Une personne poursuivie pour des faits de blanchiment avait accepté une proposition de peine du procureur de la République financier dans le cadre d’une procédure de comparution sur reconnaissance préalable de culpabilité (“CRPC”).
Pour rappel, cette procédure parfois décrite comme un plaider-coupable à la française, a été instaurée par la loi du 9 mars 2004[1]. Elle est issue de l’idée selon laquelle la participation de la personne poursuivie au processus judiciaire par son aveu, permet une meilleure efficacité de la justice.
En pratique, le Ministère public propose une peine à la personne poursuivie qui a la possibilité de l’accepter ou non. En cas d’acceptation, et afin de respecter le principe de séparation des autorités de poursuite et de jugement, la proposition de peine est soumise au Président du Tribunal judiciaire ou à un juge délégué qui peut seulement l’homologuer, ou refuser l’homologation pour les motifs précisés à l’article 495-11-1 du Code de procédure pénale[2].
Dans le cas d’espèce, le juge délégué par le président du Tribunal judiciaire avait rendu une ordonnance de refus d’homologation dans le cadre d’une procédure de CRPC, le 6 juillet 2021.
Le procureur de la République financier soumettait une nouvelle proposition de peine auprès du juge délégué par le président du Tribunal judiciaire.

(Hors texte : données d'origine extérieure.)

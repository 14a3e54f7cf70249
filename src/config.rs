//! Configuration for the service schedule.
//!
//! Settings are held in an explicit [`ScheduleConfig`] value rather than
//! process-wide state, so multiple independent schedules (e.g. different
//! locations) can coexist. A TOML file under the user config directory is
//! supported for read-only loading; a missing file falls back to built-in
//! defaults. Runtime mutations are never written back.
//!
//! ```toml
//! service_times = [10.0, 12.0, 16.0]  # nominal start times, fractional hours
//! preservice_duration = 0.1667        # window opens this long before, hours
//! service_duration = 1.8              # window stays open this long after, hours
//! location_name = "Downtown"          # optional one-letter label source
//! ```
//!
//! No range or ordering validation is performed: classification is defined for
//! any values, though its labels are only meaningful for ascending,
//! non-overlapping windows (caller responsibility).

use anyhow::{Context, Result};
use serde::Deserialize;
use std::fs;
use std::path::{Path, PathBuf};

use crate::constants::{
    CONFIG_DIR, CONFIG_FILE, DEFAULT_PRESERVICE_DURATION, DEFAULT_SERVICE_DURATION,
    DEFAULT_SERVICE_TIMES,
};

/// Configuration for a service schedule.
///
/// All fields are optional in the TOML file; absent fields take the built-in
/// defaults.
#[derive(Debug, Clone, PartialEq, Deserialize)]
#[serde(default)]
pub struct ScheduleConfig {
    /// Nominal service start times as fractional hours of day, ascending.
    pub service_times: Vec<f64>,
    /// Hours before a nominal time that its window opens.
    pub preservice_duration: f64,
    /// Hours after a nominal time that its window stays open.
    pub service_duration: f64,
    /// Optional location name; its first character prefixes labels.
    /// Unset is distinct from empty (both yield an empty prefix).
    pub location_name: Option<String>,
}

impl Default for ScheduleConfig {
    fn default() -> Self {
        Self {
            service_times: DEFAULT_SERVICE_TIMES.to_vec(),
            preservice_duration: DEFAULT_PRESERVICE_DURATION,
            service_duration: DEFAULT_SERVICE_DURATION,
            location_name: None,
        }
    }
}

impl ScheduleConfig {
    /// Load configuration using automatic path detection.
    ///
    /// Falls back to built-in defaults when no config file exists.
    pub fn load() -> Result<Self> {
        let path = config_path()?;
        if !path.exists() {
            return Ok(Self::default());
        }
        Self::load_from_path(&path)
    }

    /// Load configuration from a specific path.
    ///
    /// Unlike [`load`](Self::load), a missing file is an error here.
    pub fn load_from_path(path: &Path) -> Result<Self> {
        let content = fs::read_to_string(path)
            .with_context(|| format!("Failed to read config from {}", path.display()))?;
        toml::from_str(&content)
            .with_context(|| format!("Failed to parse config from {}", path.display()))
    }
}

/// Get the default configuration file path.
pub fn config_path() -> Result<PathBuf> {
    let config_dir = dirs::config_dir().context("Could not determine config directory")?;
    Ok(config_dir.join(CONFIG_DIR).join(CONFIG_FILE))
}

Le 12 octobre 2021, la nouvelle proposition de peine était déclarée irrecevable. Le procureur de la République financier formait alors un pourvoi en cassation.
I. Le refus d’homologation d’une CRPC fait obstacle à la mise en œuvre d’une seconde CRPC
Dans un arrêt du 17 mai 2022, la Chambre criminelle rappelle, dans un premier temps, que l’article 495-12 du Code de procédure pénale[3] ne prévoit pas la possibilité de mettre en œuvre une seconde CRPC en cas de refus d’homologation d’une première proposition de peine par le Parquet.
En effet, le texte prévoit qu’en cas d’ordonnance de refus de CRPC, le Parquet a la possibilité de mettre en œuvre les procédures de l’article 388 du Code de procédure pénale[4], c’est dire la comparution volontaire ou immédiate, ou encore la convocation ou la citation, ou de requérir l’ouverture d’une information judiciaire.
Dans cet arrêt, la Cour de cassation s’appuie sur les travaux parlementaires de la loi Perben I du 9 mars 2004 et de la loi du 23 octobre 2018. Elle en déduit que le législateur n’a, en l’absence de disposition expresse en ce sens, pas souhaité élargir le domaine de l’article 495-12 du Code de procédure pénale en permettant au procureur de la République, face à une peine non homologuée par le juge, de proposer une nouvelle peine via cette même procédure.
II. L’absence de recours contre une décision de refus d’homologation d’une CRPC
Les juges du Quai de l’Horloge confirment par ailleurs leur position selon laquelle aucun texte ne prévoit de droit de recours en cas de refus d’homologation d’une CRPC.
Sur ce point, le Conseil Constitutionnel avait déclaré que l’absence de voie de recours contre une décision de refus d’homologation d’une CRPC n’était pas contraire à la Constitution, dès lors qu’en cas de refus d’homologation, la personne est en principe renvoyée devant le Tribunal correctionnel et n’est alors pas privée de son droit à un recours effectif[5].
La Cour émet toutefois une réserve en considérant qu’un recours est possible lorsque le juge homologateur a excédé ses pouvoirs.
En l’espèce, en l’absence de disposition relative à la possibilité de proposer une seconde CRPC, la décision de refus d’homologation de la seconde proposition ne constitue pas un excès de pouvoir de la part du juge homologateur, de sorte que le recours en cassation est irrecevable.
Ainsi, la Cour vient une nouvelle fois limiter l’étendue de la notion d’excès de pouvoir après avoir récemment considéré que l’absence de motivation de l’ordonnance de refus d’homologation ne constituait pas un excès de pouvoir[6], en retenant que par sa décision de refus, le juge homologateur n’a pas méconnu son office ou l’étendue de ses pouvoirs.